■ **YOUR TASK**: Below are some records. How many of their lines contain the string "true"? Answer with the number alone.

[DATA LISTING — start]

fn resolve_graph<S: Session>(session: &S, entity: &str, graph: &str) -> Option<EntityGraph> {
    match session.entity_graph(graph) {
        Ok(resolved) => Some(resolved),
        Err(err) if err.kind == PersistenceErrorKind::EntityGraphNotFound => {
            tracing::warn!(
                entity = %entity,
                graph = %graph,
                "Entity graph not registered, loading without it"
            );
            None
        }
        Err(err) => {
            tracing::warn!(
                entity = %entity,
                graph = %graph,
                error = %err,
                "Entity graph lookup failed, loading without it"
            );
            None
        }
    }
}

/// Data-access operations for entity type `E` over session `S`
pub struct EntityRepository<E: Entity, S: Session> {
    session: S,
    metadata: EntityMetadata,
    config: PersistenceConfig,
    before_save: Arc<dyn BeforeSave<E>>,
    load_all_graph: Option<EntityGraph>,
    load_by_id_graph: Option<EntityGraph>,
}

[DATA LISTING — finish]
[DATA LISTING — start]

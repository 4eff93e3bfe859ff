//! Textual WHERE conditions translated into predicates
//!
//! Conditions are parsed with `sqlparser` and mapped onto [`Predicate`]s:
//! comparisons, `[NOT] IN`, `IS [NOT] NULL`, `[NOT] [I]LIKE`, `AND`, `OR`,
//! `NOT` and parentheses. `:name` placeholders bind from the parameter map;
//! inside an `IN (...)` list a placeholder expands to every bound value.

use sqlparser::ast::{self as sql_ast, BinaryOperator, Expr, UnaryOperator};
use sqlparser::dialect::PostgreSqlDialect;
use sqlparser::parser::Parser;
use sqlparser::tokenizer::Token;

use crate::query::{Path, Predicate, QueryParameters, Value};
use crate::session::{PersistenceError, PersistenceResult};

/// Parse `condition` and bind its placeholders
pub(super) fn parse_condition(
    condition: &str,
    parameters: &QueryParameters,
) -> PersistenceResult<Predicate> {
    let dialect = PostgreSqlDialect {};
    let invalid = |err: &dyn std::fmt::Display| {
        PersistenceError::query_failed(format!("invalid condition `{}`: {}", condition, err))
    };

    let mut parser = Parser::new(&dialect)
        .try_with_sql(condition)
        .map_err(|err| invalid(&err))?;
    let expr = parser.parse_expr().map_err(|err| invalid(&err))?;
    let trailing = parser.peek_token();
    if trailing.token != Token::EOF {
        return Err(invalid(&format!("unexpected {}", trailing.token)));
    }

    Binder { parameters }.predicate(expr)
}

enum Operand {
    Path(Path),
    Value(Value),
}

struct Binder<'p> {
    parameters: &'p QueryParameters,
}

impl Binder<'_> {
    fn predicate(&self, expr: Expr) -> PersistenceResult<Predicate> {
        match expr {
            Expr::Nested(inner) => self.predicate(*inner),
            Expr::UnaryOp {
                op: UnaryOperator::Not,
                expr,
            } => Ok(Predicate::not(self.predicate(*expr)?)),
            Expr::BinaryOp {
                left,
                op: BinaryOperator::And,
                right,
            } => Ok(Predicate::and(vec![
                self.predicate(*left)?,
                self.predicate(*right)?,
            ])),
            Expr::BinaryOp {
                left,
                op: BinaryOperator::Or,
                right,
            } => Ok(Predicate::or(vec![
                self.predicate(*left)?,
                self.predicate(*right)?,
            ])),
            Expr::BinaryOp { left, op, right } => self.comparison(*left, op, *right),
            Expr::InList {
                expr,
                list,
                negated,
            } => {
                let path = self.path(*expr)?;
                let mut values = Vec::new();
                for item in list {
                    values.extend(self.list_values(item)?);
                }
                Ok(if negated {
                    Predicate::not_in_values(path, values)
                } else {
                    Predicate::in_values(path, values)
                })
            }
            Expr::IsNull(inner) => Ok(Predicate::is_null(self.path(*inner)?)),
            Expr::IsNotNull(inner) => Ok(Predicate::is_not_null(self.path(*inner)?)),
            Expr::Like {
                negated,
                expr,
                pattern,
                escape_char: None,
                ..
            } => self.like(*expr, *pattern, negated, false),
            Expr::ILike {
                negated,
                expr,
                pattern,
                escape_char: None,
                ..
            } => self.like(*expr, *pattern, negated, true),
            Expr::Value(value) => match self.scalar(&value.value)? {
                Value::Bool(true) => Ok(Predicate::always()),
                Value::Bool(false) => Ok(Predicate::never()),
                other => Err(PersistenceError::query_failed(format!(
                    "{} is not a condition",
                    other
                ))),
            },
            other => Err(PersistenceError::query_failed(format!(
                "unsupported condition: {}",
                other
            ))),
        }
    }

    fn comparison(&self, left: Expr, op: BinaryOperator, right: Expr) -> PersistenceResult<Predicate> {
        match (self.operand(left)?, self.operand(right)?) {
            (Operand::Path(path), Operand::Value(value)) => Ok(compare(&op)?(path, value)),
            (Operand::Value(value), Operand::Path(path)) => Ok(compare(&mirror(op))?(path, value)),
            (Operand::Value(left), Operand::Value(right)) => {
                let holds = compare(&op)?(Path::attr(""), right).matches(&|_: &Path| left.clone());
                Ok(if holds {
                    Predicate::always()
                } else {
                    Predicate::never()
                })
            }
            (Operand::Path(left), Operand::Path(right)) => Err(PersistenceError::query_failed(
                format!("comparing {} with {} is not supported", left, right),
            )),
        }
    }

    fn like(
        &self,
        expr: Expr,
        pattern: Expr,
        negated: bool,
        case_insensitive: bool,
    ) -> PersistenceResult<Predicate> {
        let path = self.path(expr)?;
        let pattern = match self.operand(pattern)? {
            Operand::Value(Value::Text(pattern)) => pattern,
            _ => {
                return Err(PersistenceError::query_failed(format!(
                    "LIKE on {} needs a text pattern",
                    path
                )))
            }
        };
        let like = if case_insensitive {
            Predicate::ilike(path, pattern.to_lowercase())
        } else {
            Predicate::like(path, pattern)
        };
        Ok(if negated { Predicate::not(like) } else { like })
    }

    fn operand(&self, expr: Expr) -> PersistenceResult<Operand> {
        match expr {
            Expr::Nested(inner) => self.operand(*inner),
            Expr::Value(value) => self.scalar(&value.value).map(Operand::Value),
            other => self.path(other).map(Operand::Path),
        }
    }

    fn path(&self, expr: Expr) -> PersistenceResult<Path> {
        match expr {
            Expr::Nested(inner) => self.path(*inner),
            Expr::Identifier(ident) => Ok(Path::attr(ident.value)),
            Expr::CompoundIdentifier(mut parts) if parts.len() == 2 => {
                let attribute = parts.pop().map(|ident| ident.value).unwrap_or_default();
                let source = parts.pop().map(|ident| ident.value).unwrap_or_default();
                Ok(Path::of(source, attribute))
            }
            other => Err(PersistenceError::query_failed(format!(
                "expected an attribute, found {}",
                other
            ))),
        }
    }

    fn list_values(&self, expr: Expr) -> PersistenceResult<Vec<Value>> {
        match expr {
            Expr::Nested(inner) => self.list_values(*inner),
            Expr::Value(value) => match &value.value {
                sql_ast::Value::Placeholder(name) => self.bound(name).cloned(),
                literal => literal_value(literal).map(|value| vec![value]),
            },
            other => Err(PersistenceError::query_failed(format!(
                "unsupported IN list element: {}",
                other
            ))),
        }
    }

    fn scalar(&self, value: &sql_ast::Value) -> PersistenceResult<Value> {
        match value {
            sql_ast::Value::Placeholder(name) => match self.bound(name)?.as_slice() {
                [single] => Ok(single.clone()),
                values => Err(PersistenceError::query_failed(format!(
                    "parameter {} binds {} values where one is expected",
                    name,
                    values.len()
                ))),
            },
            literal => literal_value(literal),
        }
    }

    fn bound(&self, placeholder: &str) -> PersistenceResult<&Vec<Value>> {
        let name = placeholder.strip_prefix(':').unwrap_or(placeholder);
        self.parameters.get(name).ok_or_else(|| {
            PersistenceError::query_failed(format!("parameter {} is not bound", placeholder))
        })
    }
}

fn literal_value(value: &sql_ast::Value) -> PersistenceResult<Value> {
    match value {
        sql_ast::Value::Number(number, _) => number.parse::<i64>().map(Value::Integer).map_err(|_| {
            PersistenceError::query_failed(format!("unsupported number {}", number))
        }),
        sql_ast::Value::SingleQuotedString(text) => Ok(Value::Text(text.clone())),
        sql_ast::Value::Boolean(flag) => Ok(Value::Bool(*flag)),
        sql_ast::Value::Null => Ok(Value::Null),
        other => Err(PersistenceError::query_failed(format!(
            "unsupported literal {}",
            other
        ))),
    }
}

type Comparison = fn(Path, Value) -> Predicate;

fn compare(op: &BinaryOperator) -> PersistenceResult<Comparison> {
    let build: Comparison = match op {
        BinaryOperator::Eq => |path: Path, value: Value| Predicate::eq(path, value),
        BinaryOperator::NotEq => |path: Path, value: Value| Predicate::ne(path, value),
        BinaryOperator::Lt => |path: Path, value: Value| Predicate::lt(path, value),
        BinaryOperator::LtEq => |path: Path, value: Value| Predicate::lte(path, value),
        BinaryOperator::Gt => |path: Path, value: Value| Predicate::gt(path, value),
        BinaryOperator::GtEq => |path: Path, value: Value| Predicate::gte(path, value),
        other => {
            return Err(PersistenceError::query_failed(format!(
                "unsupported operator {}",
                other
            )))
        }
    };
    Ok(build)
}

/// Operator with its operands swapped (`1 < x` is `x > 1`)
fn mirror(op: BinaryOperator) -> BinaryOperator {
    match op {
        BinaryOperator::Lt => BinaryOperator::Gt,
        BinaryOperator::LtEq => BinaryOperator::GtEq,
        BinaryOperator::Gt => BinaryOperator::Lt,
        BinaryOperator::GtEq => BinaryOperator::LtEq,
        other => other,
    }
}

[DATA LISTING — finish]

■ **ANSWER BOX**: 2